Google Analytics Mini-Review

It took a few days for Google Analytics to start giving me meaningful reports for my sites, but now that it’s working, I wanted to write up a short post on it.

Google Analytics has a ton of features.  I've got it set up to track some of the sites I host, and the results are great.  The map on the right, for example, shows a map of visitors to this very blog over the last few days.  I had no idea so many of you were from Europe - Hi!

The UI for the service is still wonky.  By wonky I mean features don't work right.  I've submitted two requests to support so far - the first one came back as basically "yeah it's broken, here's a workaround", and I'm still waiting on the second.  But they've dealt with the initial slowness pretty well.  Tracking data is still nowhere near real-time - data from Friday still isn't visible, and it's Sunday now - but the UI is at least responsive and I have some data to look at.

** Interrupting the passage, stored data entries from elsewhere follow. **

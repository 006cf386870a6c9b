//! CLI argument definitions for the Paperboard binary.

use std::path::PathBuf;

use clap::{Args, Parser, Subcommand, ValueEnum};

use crate::output::OutputFormat;

/// Storage backend type
#[derive(Debug, Clone, Copy, Default, PartialEq, Eq, ValueEnum)]
pub enum Backend {
    /// SQLite database (default)
    #[default]
    Sqlite,
    /// In-memory with JSON persistence (for development and ephemeral deployments)
    Inmemory,
}

/// Paperboard: track papers and their reviews
#[derive(Parser, Debug)]
#[command(name = "paperboard")]
#[command(about = "Paperboard - track academic papers and the reviews written about them")]
#[command(version)]
pub struct Cli {
    #[command(subcommand)]
    pub command: Option<Commands>,
}

#[derive(Subcommand, Debug)]
pub enum Commands {
    /// Run the Paperboard web server
    Serve(ServeArgs),
    /// Check health of a running Paperboard server
    Health(HealthArgs),
    /// Show record counts of a data directory
    Info(InfoArgs),
    /// List the papers of a data directory
    Papers(PapersArgs),
}

/// Where records are stored. Shared by every command that opens storage.
#[derive(Args, Debug, Clone, Default)]
pub struct BackendConfig {
    /// Storage backend to use
    #[arg(short, long, value_enum, default_value_t, env = "PAPERBOARD_BACKEND")]
    pub backend: Backend,

    /// Data directory for storage files.
    /// For SQLite: stores paperboard.db
    /// For InMemory: stores paperboard.json
    #[arg(short = 'D', long, env = "PAPERBOARD_DATA_DIR")]
    pub data_dir: Option<PathBuf>,
}

impl BackendConfig {
    /// The data directory, defaulting to the working directory.
    pub fn data_dir(&self) -> PathBuf {
        self.data_dir.clone().unwrap_or_else(|| PathBuf::from("."))
    }
}

/// Arguments for the serve command
#[derive(Args, Debug, Clone)]
pub struct ServeArgs {
    /// Port to listen on
    #[arg(short, long, default_value_t = 3000, env = "PAPERBOARD_PORT")]
    pub port: u16,

    /// Bind address
    #[arg(long, default_value = "0.0.0.0", env = "PAPERBOARD_HOST")]
    pub host: String,

    #[command(flatten)]
    pub backend_config: BackendConfig,
}

impl Default for ServeArgs {
    fn default() -> Self {
        Self {
            port: 3000,
            host: "0.0.0.0".to_string(),
            backend_config: BackendConfig::default(),
        }
    }
}

/// Arguments for the health command
#[derive(Args, Debug)]
pub struct HealthArgs {
    /// Base URL of the server to check
    #[arg(short, long, default_value = "http://127.0.0.1:3000", env = "PAPERBOARD_URL")]
    pub url: String,

    /// Timeout in seconds
    #[arg(short, long, default_value_t = 5)]
    pub timeout: u64,
}

/// Arguments for the info command
#[derive(Args, Debug)]
pub struct InfoArgs {
    #[command(flatten)]
    pub backend_config: BackendConfig,

    /// Output format
    #[arg(short, long, value_enum, default_value_t)]
    pub format: OutputFormat,
}

/// Arguments for the papers command
#[derive(Args, Debug)]
pub struct PapersArgs {
    #[command(flatten)]
    pub backend_config: BackendConfig,

    /// Only list papers owned or co-authored by this user
    #[arg(long)]
    pub author: Option<String>,

    /// Output format
    #[arg(short, long, value_enum, default_value_t)]
    pub format: OutputFormat,
}
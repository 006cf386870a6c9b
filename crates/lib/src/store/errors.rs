//! Error types for typed store operations.

use thiserror::Error;

/// Errors raised by [`Table`](super::Table) and the [`Oid`](crate::Oid) codec.
#[non_exhaustive]
#[derive(Debug, Error)]
pub enum StoreError {
    /// No record with this key exists in the store
    #[error("Key not found in store '{store}': {key}")]
    KeyNotFound { store: String, key: String },

    /// An OID from another collection was used against this store
    #[error("OID {oid} does not belong to store '{store}'")]
    WrongCollection { store: String, oid: String },

    /// Text could not be decoded into an OID
    #[error("Invalid object id '{value}': {reason}")]
    InvalidOid { value: String, reason: String },

    /// Serialization failed for store data
    #[error("Serialization failed in store '{store}': {reason}")]
    SerializationFailed { store: String, reason: String },

    /// Deserialization failed for store data
    #[error("Deserialization failed in store '{store}': {reason}")]
    DeserializationFailed { store: String, reason: String },
}

impl StoreError {
    /// Check if this error indicates a resource was not found.
    ///
    /// Malformed and foreign OIDs cannot name a record in this store, so they
    /// count as not found too.
    pub fn is_not_found(&self) -> bool {
        matches!(
            self,
            StoreError::KeyNotFound { .. }
                | StoreError::WrongCollection { .. }
                | StoreError::InvalidOid { .. }
        )
    }

    /// Check if this error is related to serialization
    pub fn is_serialization_error(&self) -> bool {
        matches!(
            self,
            StoreError::SerializationFailed { .. } | StoreError::DeserializationFailed { .. }
        )
    }
}

impl From<StoreError> for crate::Error {
    fn from(err: StoreError) -> Self {
        crate::Error::Store(err)
    }
}
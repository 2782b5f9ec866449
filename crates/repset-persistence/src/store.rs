use async_trait::async_trait;

use repset_model::{Routine, RoutineSession};

use crate::error::Result;

/// Persistence service used by authoring and the session engine.
///
/// Routines are read and written as a whole list; a routine document is
/// never partially overwritten. Session summaries are append-only.
#[async_trait]
pub trait WorkoutStore: Send + Sync {
    async fn get_routines(&self) -> Result<Vec<Routine>>;

    /// Replace the stored routine list.
    async fn save_routines(&self, routines: &[Routine]) -> Result<()>;

    /// Insert or replace a routine by id and write the whole list back.
    ///
    /// Backends that allow concurrent writers override this to hold their
    /// write lock across the read and the write.
    async fn upsert_routine(&self, routine: Routine) -> Result<()> {
        let mut routines = self.get_routines().await?;
        merge_routine(&mut routines, routine);
        self.save_routines(&routines).await
    }

    async fn get_routine_sessions(&self) -> Result<Vec<RoutineSession>>;

    /// Append a finished session summary.
    async fn save_routine_session(&self, session: &RoutineSession) -> Result<()>;
}

/// Look up one routine by id.
pub async fn find_routine(store: &dyn WorkoutStore, id: &str) -> Result<Option<Routine>> {
    let routines = store.get_routines().await?;
    Ok(routines.into_iter().find(|routine| routine.id == id))
}

/// Insert or replace a routine by id, then write the whole list back.
pub async fn upsert_routine(store: &dyn WorkoutStore, routine: Routine) -> Result<()> {
    store.upsert_routine(routine).await
}

/// Replace the routine with the same id, or append it.
pub(crate) fn merge_routine(routines: &mut Vec<Routine>, routine: Routine) {
    match routines.iter_mut().find(|existing| existing.id == routine.id) {
        Some(existing) => *existing = routine,
        None => routines.push(routine),
    }
}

Two aspects of the interface make it more than just another Analog or Webalizer.  First off, reports are grouped into views based on the type of user you are.  Choose 'Executive' and you just see the summary stuff; choose Webmaster and you see one set of reports, choose Marketer and you see a different set of reports.  It's fun to take off one hat and put on the other, and think about your site from these two perspectives. 

Some interesting tidbits:  While I'm glad to see that not a single visitor was using 640x480 as their screen resolution (it's almost a tie between 1280x1024 and 1024x768), some of you are still running Windows 98.  The visitors who found this page through a Google search (all 39 of you in the last 3 days) didn't go anywhere else on the site.  But the 257 of you who found this page generally did wander around the site a bit before leaving.  Mechanical Turk: Visual Studio Edition is the post that had the most people look around the site before leaving.

There are other packages that can do this kind of analysis, but I don't know of any that are free.  They tend to be quite expensive.  Google makes this service available for free for up to 5 million page views, or completely free if you use AdSense on your site.  For many people, this could be reason enough to switch to AdSense.

For my blog, I've found the stats gathered by the WordPress ShortStat plugin have become almost useless, since most of the hits the blog gets are from spammers.  More than half the traffic to this blog is not human.  Somehow Google is filtering that out - I don't see any of the spam hits in the Google Analytics reports.  Even digging into the referrer reports, they're just not there.  That's an awesome feature.